- **EXERCISE DIRECTIONS**
Lines from the line with "the FIAS fields." to the line with "c.fias_type" in the entries below, and only those, must be output exactly, with both ends included.

- **DATA SHOWN**
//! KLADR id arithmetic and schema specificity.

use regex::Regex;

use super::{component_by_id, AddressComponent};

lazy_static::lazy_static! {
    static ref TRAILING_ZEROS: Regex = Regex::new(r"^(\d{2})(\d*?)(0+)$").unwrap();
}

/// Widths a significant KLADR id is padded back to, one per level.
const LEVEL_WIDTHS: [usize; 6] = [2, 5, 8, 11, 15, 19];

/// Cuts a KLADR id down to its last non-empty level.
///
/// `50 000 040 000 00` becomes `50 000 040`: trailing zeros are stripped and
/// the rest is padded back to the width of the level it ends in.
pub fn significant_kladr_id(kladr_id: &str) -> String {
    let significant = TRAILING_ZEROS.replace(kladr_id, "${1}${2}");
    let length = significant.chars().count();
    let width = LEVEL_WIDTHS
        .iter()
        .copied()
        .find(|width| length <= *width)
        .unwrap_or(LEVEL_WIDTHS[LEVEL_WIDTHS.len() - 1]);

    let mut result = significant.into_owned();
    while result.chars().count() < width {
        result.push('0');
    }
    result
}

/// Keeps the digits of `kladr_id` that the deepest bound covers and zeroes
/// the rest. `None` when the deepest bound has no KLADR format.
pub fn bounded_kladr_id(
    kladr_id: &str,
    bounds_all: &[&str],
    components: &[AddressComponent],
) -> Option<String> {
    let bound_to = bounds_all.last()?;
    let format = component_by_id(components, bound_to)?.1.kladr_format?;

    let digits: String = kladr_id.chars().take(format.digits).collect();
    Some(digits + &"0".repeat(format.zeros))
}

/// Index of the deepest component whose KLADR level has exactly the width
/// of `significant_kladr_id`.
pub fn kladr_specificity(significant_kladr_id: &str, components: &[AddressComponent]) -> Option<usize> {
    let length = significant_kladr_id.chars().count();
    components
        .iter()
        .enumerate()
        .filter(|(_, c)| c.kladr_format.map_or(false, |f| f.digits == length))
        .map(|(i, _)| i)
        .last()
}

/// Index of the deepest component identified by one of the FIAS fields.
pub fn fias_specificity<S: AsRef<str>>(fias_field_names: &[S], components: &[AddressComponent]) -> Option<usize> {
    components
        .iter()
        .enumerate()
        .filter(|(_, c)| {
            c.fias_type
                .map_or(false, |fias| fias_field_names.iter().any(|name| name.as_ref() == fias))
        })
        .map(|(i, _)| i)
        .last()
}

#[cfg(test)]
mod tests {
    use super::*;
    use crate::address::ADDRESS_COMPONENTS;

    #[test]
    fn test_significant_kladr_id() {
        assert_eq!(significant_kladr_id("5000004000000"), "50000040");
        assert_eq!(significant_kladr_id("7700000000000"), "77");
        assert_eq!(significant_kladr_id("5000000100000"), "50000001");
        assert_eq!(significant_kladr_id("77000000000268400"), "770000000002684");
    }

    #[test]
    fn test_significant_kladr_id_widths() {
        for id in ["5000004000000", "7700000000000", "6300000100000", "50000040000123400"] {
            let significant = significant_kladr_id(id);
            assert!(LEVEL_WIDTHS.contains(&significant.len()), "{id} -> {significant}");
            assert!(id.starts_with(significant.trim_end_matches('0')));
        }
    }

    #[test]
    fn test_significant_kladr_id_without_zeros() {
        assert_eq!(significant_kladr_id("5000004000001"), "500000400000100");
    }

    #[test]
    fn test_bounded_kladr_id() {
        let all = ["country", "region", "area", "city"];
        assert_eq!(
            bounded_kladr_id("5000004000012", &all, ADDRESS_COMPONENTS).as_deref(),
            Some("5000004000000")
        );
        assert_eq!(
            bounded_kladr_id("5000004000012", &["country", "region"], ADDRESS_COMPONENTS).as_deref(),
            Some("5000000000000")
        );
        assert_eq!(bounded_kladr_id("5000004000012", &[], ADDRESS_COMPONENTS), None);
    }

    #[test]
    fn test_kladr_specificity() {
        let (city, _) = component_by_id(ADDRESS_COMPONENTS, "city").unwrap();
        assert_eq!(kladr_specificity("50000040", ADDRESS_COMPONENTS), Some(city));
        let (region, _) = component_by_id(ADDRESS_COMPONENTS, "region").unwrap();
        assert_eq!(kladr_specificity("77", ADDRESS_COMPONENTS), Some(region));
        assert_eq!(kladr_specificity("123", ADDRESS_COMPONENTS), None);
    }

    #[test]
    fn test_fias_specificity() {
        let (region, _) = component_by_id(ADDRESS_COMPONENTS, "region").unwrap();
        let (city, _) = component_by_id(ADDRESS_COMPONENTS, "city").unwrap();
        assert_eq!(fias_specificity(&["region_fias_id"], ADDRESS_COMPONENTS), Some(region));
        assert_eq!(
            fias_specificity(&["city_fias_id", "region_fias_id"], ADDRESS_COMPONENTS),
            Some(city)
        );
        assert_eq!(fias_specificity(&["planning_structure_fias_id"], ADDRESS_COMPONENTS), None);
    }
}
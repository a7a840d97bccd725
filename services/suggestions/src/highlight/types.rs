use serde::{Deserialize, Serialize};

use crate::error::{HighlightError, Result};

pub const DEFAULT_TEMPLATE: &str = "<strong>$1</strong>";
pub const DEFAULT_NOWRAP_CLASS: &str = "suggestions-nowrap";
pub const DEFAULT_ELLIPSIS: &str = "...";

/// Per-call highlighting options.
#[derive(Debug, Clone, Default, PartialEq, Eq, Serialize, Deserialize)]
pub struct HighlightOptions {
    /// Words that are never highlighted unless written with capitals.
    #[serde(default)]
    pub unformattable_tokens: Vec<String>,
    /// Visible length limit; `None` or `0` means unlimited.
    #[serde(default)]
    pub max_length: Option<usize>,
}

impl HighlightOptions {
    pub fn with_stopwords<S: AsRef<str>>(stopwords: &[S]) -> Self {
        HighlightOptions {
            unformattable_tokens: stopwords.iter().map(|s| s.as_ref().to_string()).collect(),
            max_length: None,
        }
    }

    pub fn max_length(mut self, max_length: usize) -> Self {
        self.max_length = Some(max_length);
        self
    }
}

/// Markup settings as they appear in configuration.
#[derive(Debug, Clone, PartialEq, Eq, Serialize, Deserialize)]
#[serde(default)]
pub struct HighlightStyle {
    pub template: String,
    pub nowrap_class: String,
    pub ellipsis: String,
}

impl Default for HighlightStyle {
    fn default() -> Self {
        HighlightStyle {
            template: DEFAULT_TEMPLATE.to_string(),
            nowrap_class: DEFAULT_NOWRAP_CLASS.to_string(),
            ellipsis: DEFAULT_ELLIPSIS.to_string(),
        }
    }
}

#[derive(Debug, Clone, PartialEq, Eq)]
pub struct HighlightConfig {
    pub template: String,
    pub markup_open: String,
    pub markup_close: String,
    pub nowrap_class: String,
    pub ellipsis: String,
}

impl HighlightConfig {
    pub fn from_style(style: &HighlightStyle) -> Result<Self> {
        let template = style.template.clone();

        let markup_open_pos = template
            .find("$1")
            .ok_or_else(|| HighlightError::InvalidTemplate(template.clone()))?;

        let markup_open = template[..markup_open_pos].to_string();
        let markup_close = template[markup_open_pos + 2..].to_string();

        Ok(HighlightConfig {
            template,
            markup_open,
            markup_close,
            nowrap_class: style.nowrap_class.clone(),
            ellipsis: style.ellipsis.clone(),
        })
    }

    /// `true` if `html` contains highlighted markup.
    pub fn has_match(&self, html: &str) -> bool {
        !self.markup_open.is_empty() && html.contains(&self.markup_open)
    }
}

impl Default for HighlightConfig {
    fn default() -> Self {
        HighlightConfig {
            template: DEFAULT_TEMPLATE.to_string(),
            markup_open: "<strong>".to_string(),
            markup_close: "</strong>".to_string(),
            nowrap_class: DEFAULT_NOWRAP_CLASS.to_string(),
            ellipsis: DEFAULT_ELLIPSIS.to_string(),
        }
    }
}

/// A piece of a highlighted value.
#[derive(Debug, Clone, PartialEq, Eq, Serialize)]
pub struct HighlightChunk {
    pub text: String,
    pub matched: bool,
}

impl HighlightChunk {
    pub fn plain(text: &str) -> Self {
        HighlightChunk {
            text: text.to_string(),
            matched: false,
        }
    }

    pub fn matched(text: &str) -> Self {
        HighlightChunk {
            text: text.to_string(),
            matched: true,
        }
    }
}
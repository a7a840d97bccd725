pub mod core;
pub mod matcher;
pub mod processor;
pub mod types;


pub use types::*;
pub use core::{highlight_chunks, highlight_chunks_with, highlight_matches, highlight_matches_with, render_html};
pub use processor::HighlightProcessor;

- **ANSWER TO THIS EXERCISE**
/// Index of the deepest component identified by one of the FIAS fields.
pub fn fias_specificity<S: AsRef<str>>(fias_field_names: &[S], components: &[AddressComponent]) -> Option<usize> {
    components
        .iter()
        .enumerate()
        .filter(|(_, c)| {
            c.fias_type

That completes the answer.